To attend BBIPOM, our students must have their pastor’s recommendation, and he must agree to train them…plus, our new students have to pay up front. We already have 30 students paid and registered for our next term! Pray for this ministry, and for these great servants of God.
Bible Training Materials
A pet project of ours for a while now has been a Tok Pisin Study Bible. The idea was born out of our translation work in the village, as our men shared how they would like to learn the Book of Proverbs better. Many Baptist preachers in Papua New Guinea like to use a King James Bible, but like their American counterparts (that’s us, folks!) they have difficulty with some words, phrases, and idioms. It turned out that other pastors from our region and up in the Highlands had the same desire, so I began revising some Tok Pisin text and editing notes.

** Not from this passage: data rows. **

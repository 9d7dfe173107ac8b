use anyhow::{Context, Result};
use fwrap_core::{
    CacheScope, ConfigOverrides, Error, InterfaceEngine, ProcessOptions,
};
use std::path::{Path, PathBuf};
use tracing::debug;

use super::load_config;
use crate::display::formatter::{format_interface, format_parse_error};

#[derive(Debug, Clone, Default)]
pub struct ProcessArgs {
    pub file: PathBuf,
    pub dry_run: bool,
    pub output: Option<PathBuf>,
    pub scope: Option<CacheScope>,
    pub rpc_url: Option<String>,
    pub chain_id: Option<u64>,
}

pub async fn process_command(args: ProcessArgs) -> Result<()> {
    let path = absolute(&args.file)?;
    if !path.is_file() {
        return Err(anyhow::anyhow!("File not found: {}", path.display()));
    }
    debug!("Processing file: {:?}", path);

    let overrides = ConfigOverrides {
        rpc_url: args.rpc_url,
        chain_id: args.chain_id,
        etherscan_api_key: None,
        cache_scope: args.scope,
    };
    let config = load_config(&path, &overrides)?;
    let engine = InterfaceEngine::from_config(config);

    println!("🔍 Processing: {}", args.file.display());

    let options = ProcessOptions {
        dry_run: args.dry_run,
        output: args.output.as_deref().map(absolute).transpose()?,
    };
    let outcome = match engine.process_file(&path, &options).await {
        Ok(outcome) => outcome,
        Err(Error::Parse(errors)) => {
            for error in &errors {
                eprintln!("❌ {}", format_parse_error(&args.file, error));
            }
            return Err(anyhow::anyhow!(
                "{} malformed directive(s) in {}",
                errors.len(),
                args.file.display()
            ));
        }
        Err(e) => {
            return Err(e).with_context(|| format!("Failed to process {}", args.file.display()));
        }
    };

    if outcome.directive_count == 0 {
        println!("ℹ️  No interface directives found");
        return Ok(());
    }

    println!(
        "✅ Resolved {} interface(s) from {} directive(s):",
        outcome.interfaces.len(),
        outcome.directive_count
    );
    for interface in &outcome.interfaces {
        println!("   {}", format_interface(interface));
    }
    for fallback in outcome.fallbacks() {
        eprintln!(
            "⚠️  {} uses the default ERC-20 interface; its real ABI could not be resolved",
            fallback.name
        );
    }

    if args.dry_run {
        println!("\n📄 Rewritten script (dry run, nothing written):\n");
        print!("{}", outcome.rewritten);
    } else {
        for written in &outcome.written {
            println!("   • Wrote {}", written.display());
        }
    }
    Ok(())
}

fn absolute(path: &Path) -> Result<PathBuf> {
    if path.is_absolute() {
        Ok(path.to_path_buf())
    } else {
        Ok(std::env::current_dir()?.join(path))
    }
}
use anyhow::{Context, Result};
use fwrap_core::{CacheScope, InterfaceCache};
use std::io::{self, BufRead, Write};

use super::load_config_from_cwd;

pub fn clear_cache_command(scope: CacheScope, yes: bool) -> Result<()> {
    let config = load_config_from_cwd()?;
    let cache = InterfaceCache::new(Some(config.local_cache_dir), config.global_cache_dir);

    if !yes && !confirm(&format!("Clear the {scope} interface cache?"))? {
        println!("Aborted");
        return Ok(());
    }

    let removed = cache
        .clear(scope)
        .with_context(|| format!("Failed to clear the {scope} cache"))?;
    println!("🧹 Removed {removed} cached interface(s) from the {scope} cache");
    Ok(())
}

fn confirm(question: &str) -> Result<bool> {
    print!("{question} [y/N] ");
    io::stdout().flush()?;

    let mut answer = String::new();
    io::stdin().lock().read_line(&mut answer)?;
    Ok(is_yes(&answer))
}

fn is_yes(answer: &str) -> bool {
    matches!(answer.trim().to_lowercase().as_str(), "y" | "yes")
}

A couple months ago we printed Proverbs, our first book of the study bible project. It has been distributed selectively so far in order to get more feedback on the notes and the text. It has been good to have nationals and missionaries working with us on it. My wife and some friends have helped type up more notes for other Bible books, and some notes have already been translated. This is a long-term project, but we hope it will be a good tool for anyone interested in learning the Word.
The ministries here in Port Moresby have seen souls saved and more commitment among the saints of late. Pray for God to continue to do His mighty work among us!
Thank you for your continued prayers for us, and for helping us stay in the work.
Gratefully yours in Christ Jesus, John & Lena Allen 2 Thessalonians 3:1
Enjoy some more photos from the last couple of months here in Port Moresby:
These are some of our students doing ministry–proud of them all! All three of these young men are preachers, and Brianna is one of the Christian School teachers in our son’s ministry in Port Moresby.
We have some beautiful mornings and evenings here in Port Moresby. God’s glory is everywhere evident!
Whatsoever thy hand findeth to do, do it with thy might; for there is no work, nor device, nor knowledge, nor wisdom, in the grave, whither thou goest. (Eccl. 9:10)
This season of life finds Lena and me living and ministering in the capital of our large island nation. While the previous 11 years had us laboring in a remote place with no external infrastructure (roads, power, water, communication), now we are based just outside a city that has all the things we “lacked” before.
During those years in the village, life itself took time. You walked (or hiked) everywhere. Very few manufactured goods are available out there, so all your projects revolved around the bush flights to town 4-5 times a year. If something broke, you fixed it or patched it or did without. To minister at another church meant a 3-hour hike or more, one way. Getting rained on was normal, sandals were the footwear of choice, and you got used to the ever-present moldy smell because your clothes didn’t always dry in the solar dryer (aka clothesline). Crossing through creeks was often necessary—and to be honest, sometimes it was welcomed by your sore feet.
The trail always seemed to need maintenance to get the Kawasaki Mule to the airstrip located five miles away over the mountain, just to transport patients or bring back medicine and supplies. The Mule always seemed to need maintenance from the beating it took on the trail, even though you babied it. There always seemed to be a piece of a wooden step or a bridge or something that had rotted because of the weather, and it needed repairing or replacing.
Pastor Don Mangus used to tell us, “God always works in the routines of life.”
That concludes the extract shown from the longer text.